What you have to do -> State how many lines of the data below hold the string "Create", giving nothing but the number.

↓↓↓

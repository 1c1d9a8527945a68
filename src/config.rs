//! Engine configuration
//!
//! This module contains all configuration options for the download engine.

use crate::error::{EngineError, Result};
use serde::{Deserialize, Serialize};

/// Main configuration for the download engine
#[derive(Debug, Clone, Serialize, Deserialize)]
pub struct EngineConfig {
    /// Segment count used by callers that have no preference of their own
    pub default_segments: usize,

    /// Upper bound on segments per job (larger requests are clamped)
    pub max_segments: usize,

    /// Size of the buffers workers write to disk, in bytes
    pub chunk_size: usize,

    /// How often the controller publishes a progress snapshot, in milliseconds
    pub progress_interval_ms: u64,

    /// User agent sent with every request
    pub user_agent: String,

    /// HTTP configuration
    pub http: HttpConfig,
}

/// HTTP-specific configuration
#[derive(Debug, Clone, Serialize, Deserialize)]
pub struct HttpConfig {
    /// Connection timeout in seconds
    pub connect_timeout: u64,

    /// Read timeout in seconds
    pub read_timeout: u64,

    /// Maximum redirects to follow
    pub max_redirects: usize,

    /// Whether to accept invalid TLS certificates (dangerous!)
    pub accept_invalid_certs: bool,

    /// Proxy URL (e.g., "http://proxy:8080")
    pub proxy_url: Option<String>,
}

impl Default for EngineConfig {
    fn default() -> Self {
        Self {
            default_segments: 4,
            max_segments: 32,
            chunk_size: 64 * 1024, // 64 KiB
            progress_interval_ms: 250,
            user_agent: format!("rangedl/{}", env!("CARGO_PKG_VERSION")),
            http: HttpConfig::default(),
        }
    }
}

impl Default for HttpConfig {
    fn default() -> Self {
        Self {
            connect_timeout: 30,
            read_timeout: 30,
            max_redirects: 10,
            accept_invalid_certs: false,
            proxy_url: None,
        }
    }
}

impl EngineConfig {
    /// Create a new config with default values
    pub fn new() -> Self {
        Self::default()
    }

    /// Set the default segment count
    pub fn default_segments(mut self, segments: usize) -> Self {
        self.default_segments = segments;
        self
    }

    /// Set the maximum segments per job
    pub fn max_segments(mut self, max: usize) -> Self {
        self.max_segments = max;
        self
    }

    /// Set the write buffer size
    pub fn chunk_size(mut self, bytes: usize) -> Self {
        self.chunk_size = bytes;
        self
    }

    /// Set the progress publishing interval
    pub fn progress_interval_ms(mut self, ms: u64) -> Self {
        self.progress_interval_ms = ms;
        self
    }

    /// Set the user agent
    pub fn user_agent(mut self, ua: impl Into<String>) -> Self {
        self.user_agent = ua.into();
        self
    }

    /// Set connect and read timeouts, in seconds
    pub fn timeouts(mut self, connect: u64, read: u64) -> Self {
        self.http.connect_timeout = connect;
        self.http.read_timeout = read;
        self
    }

    /// Validate the configuration
    pub fn validate(&self) -> Result<()> {
        if self.max_segments == 0 {
            return Err(EngineError::invalid_input(
                "max_segments",
                "Must be at least 1",
            ));
        }

        if self.default_segments == 0 || self.default_segments > self.max_segments {
            return Err(EngineError::invalid_input(
                "default_segments",
                format!("Must be between 1 and {}", self.max_segments),
            ));
        }

        if self.chunk_size == 0 {
            return Err(EngineError::invalid_input("chunk_size", "Must be at least 1"));
        }

        if self.progress_interval_ms == 0 {
            return Err(EngineError::invalid_input(
                "progress_interval_ms",
                "Must be at least 1",
            ));
        }

        if self.http.connect_timeout == 0 || self.http.read_timeout == 0 {
            return Err(EngineError::invalid_input(
                "http.timeouts",
                "Timeouts must be at least one second",
            ));
        }

        Ok(())
    }
}

#[cfg(test)]
mod tests {
    use super::*;

    #[test]
    fn test_default_config() {
        let config = EngineConfig::default();
        assert_eq!(config.default_segments, 4);
        assert_eq!(config.chunk_size, 64 * 1024);
        assert_eq!(config.http.read_timeout, 30);
        assert!(config.validate().is_ok());
    }

    #[test]
    fn test_config_builder() {
        let config = EngineConfig::new()
            .default_segments(8)
            .max_segments(16)
            .chunk_size(1024)
            .timeouts(5, 10);

        assert_eq!(config.default_segments, 8);
        assert_eq!(config.max_segments, 16);
        assert_eq!(config.chunk_size, 1024);
        assert_eq!(config.http.connect_timeout, 5);
        assert_eq!(config.http.read_timeout, 10);
        assert!(config.validate().is_ok());
    }

    #[test]
    fn test_invalid_configs() {
        assert!(EngineConfig::new().chunk_size(0).validate().is_err());
        assert!(EngineConfig::new().max_segments(0).validate().is_err());
        assert!(EngineConfig::new().default_segments(64).validate().is_err());
        assert!(EngineConfig::new().progress_interval_ms(0).validate().is_err());
        assert!(EngineConfig::new().timeouts(0, 30).validate().is_err());
    }
}
//! Typed error hierarchy for rangedl
//!
//! Every error carries enough context to tell which stage of a job failed:
//! input validation, the size probe, or one particular segment.

use std::path::PathBuf;
use thiserror::Error;

/// Main error type for the download engine
#[derive(Debug, Clone, Error)]
pub enum EngineError {
    /// Invalid input from the caller, rejected before any network I/O
    #[error("Invalid input for '{field}': {message}")]
    InvalidInput {
        field: &'static str,
        message: String,
    },

    /// The metadata (HEAD) request failed; fatal to the whole job
    #[error("Probe failed: {message}")]
    ProbeFailed {
        kind: NetworkErrorKind,
        message: String,
    },

    /// One segment could not be fetched or written
    #[error("Segment {index} failed: {message}")]
    SegmentFailed {
        index: usize,
        kind: NetworkErrorKind,
        message: String,
    },

    /// A worker exited because the job was stopped
    #[error("Download cancelled")]
    Cancelled,

    /// Network error outside the probe/segment context
    #[error("Network error: {message}")]
    Network {
        kind: NetworkErrorKind,
        message: String,
    },

    /// Storage/filesystem errors
    #[error("Storage error at {path:?}: {message}")]
    Storage {
        kind: StorageErrorKind,
        path: PathBuf,
        message: String,
    },

    /// Internal error (bug)
    #[error("Internal error: {0}")]
    Internal(String),
}

/// Network error subtypes
#[derive(Debug, Clone, Copy, PartialEq, Eq)]
pub enum NetworkErrorKind {
    /// Connection refused or could not be established
    ConnectionRefused,
    /// Connect or read timeout elapsed
    Timeout,
    /// Server returned error status
    HttpStatus(u16),
    /// Server rejected the requested byte range (HTTP 416)
    RangeNotSatisfiable,
    /// Server response did not match what was requested
    InvalidResponse,
    /// Too many redirects
    TooManyRedirects,
    /// Writing received bytes to the output file failed
    Write,
    /// Other network error
    Other,
}

/// Storage error subtypes
#[derive(Debug, Clone, Copy, PartialEq, Eq)]
pub enum StorageErrorKind {
    /// File/directory not found
    NotFound,
    /// Permission denied
    PermissionDenied,
    /// Path is outside allowed directory (security)
    PathTraversal,
    /// File already exists
    AlreadyExists,
    /// I/O error
    Io,
}

impl EngineError {
    /// Create a network error
    pub fn network(kind: NetworkErrorKind, message: impl Into<String>) -> Self {
        Self::Network {
            kind,
            message: message.into(),
        }
    }

    /// Create a storage error
    pub fn storage(kind: StorageErrorKind, path: impl Into<PathBuf>, message: impl Into<String>) -> Self {
        Self::Storage {
            kind,
            path: path.into(),
            message: message.into(),
        }
    }

    /// Create an invalid input error
    pub fn invalid_input(field: &'static str, message: impl Into<String>) -> Self {
        Self::InvalidInput {
            field,
            message: message.into(),
        }
    }

    /// Create a probe failure
    pub fn probe_failed(kind: NetworkErrorKind, message: impl Into<String>) -> Self {
        Self::ProbeFailed {
            kind,
            message: message.into(),
        }
    }

    /// Create a segment failure
    pub fn segment_failed(index: usize, kind: NetworkErrorKind, message: impl Into<String>) -> Self {
        Self::SegmentFailed {
            index,
            kind,
            message: message.into(),
        }
    }

    /// Re-tag any error as a failure of segment `index`.
    ///
    /// Storage errors become [`NetworkErrorKind::Write`]; errors that are
    /// already segment failures or cancellations pass through unchanged.
    pub fn for_segment(self, index: usize) -> Self {
        match self {
            Self::SegmentFailed { .. } | Self::Cancelled => self,
            Self::Network { kind, message } | Self::ProbeFailed { kind, message } => {
                Self::segment_failed(index, kind, message)
            }
            Self::Storage { message, .. } => {
                Self::segment_failed(index, NetworkErrorKind::Write, message)
            }
            other => Self::segment_failed(index, NetworkErrorKind::Other, other.to_string()),
        }
    }

    /// Index of the failed segment, if this is a segment failure
    pub fn segment_index(&self) -> Option<usize> {
        match self {
            Self::SegmentFailed { index, .. } => Some(*index),
            _ => None,
        }
    }
}

/// Result type alias for engine operations
pub type Result<T> = std::result::Result<T, EngineError>;

impl From<std::io::Error> for EngineError {
    fn from(err: std::io::Error) -> Self {
        use std::io::ErrorKind;
        let kind = match err.kind() {
            ErrorKind::NotFound => StorageErrorKind::NotFound,
            ErrorKind::PermissionDenied => StorageErrorKind::PermissionDenied,
            ErrorKind::AlreadyExists => StorageErrorKind::AlreadyExists,
            _ => StorageErrorKind::Io,
        };
        Self::Storage {
            kind,
            path: PathBuf::new(),
            message: err.to_string(),
        }
    }
}

impl From<reqwest::Error> for EngineError {
    fn from(err: reqwest::Error) -> Self {
        let kind = if err.is_timeout() {
            NetworkErrorKind::Timeout
        } else if err.is_connect() {
            NetworkErrorKind::ConnectionRefused
        } else if err.is_redirect() {
            NetworkErrorKind::TooManyRedirects
        } else if let Some(status) = err.status() {
            NetworkErrorKind::HttpStatus(status.as_u16())
        } else {
            NetworkErrorKind::Other
        };

        Self::Network {
            kind,
            message: err.to_string(),
        }
    }
}

impl From<url::ParseError> for EngineError {
    fn from(err: url::ParseError) -> Self {
        Self::invalid_input("url", err.to_string())
    }
}

#[cfg(test)]
mod tests {
    use super::*;

    #[test]
    fn test_for_segment_retags_network_errors() {
        let err = EngineError::network(NetworkErrorKind::Timeout, "read timed out").for_segment(3);
        match err {
            EngineError::SegmentFailed { index, kind, .. } => {
                assert_eq!(index, 3);
                assert_eq!(kind, NetworkErrorKind::Timeout);
            }
            other => panic!("unexpected error: {other:?}"),
        }
    }

    #[test]
    fn test_for_segment_keeps_cancelled() {
        assert!(matches!(
            EngineError::Cancelled.for_segment(1),
            EngineError::Cancelled
        ));
    }

    #[test]
    fn test_storage_errors_become_write_failures() {
        let err = EngineError::storage(StorageErrorKind::Io, "/tmp/x", "disk full").for_segment(0);
        assert_eq!(err.segment_index(), Some(0));
        assert!(matches!(
            err,
            EngineError::SegmentFailed {
                kind: NetworkErrorKind::Write,
                ..
            }
        ));
    }

    #[test]
    fn test_io_error_conversion() {
        let io = std::io::Error::new(std::io::ErrorKind::PermissionDenied, "nope");
        let err: EngineError = io.into();
        assert!(matches!(
            err,
            EngineError::Storage {
                kind: StorageErrorKind::PermissionDenied,
                ..
            }
        ));
    }
}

↑↑↑

Output -> 6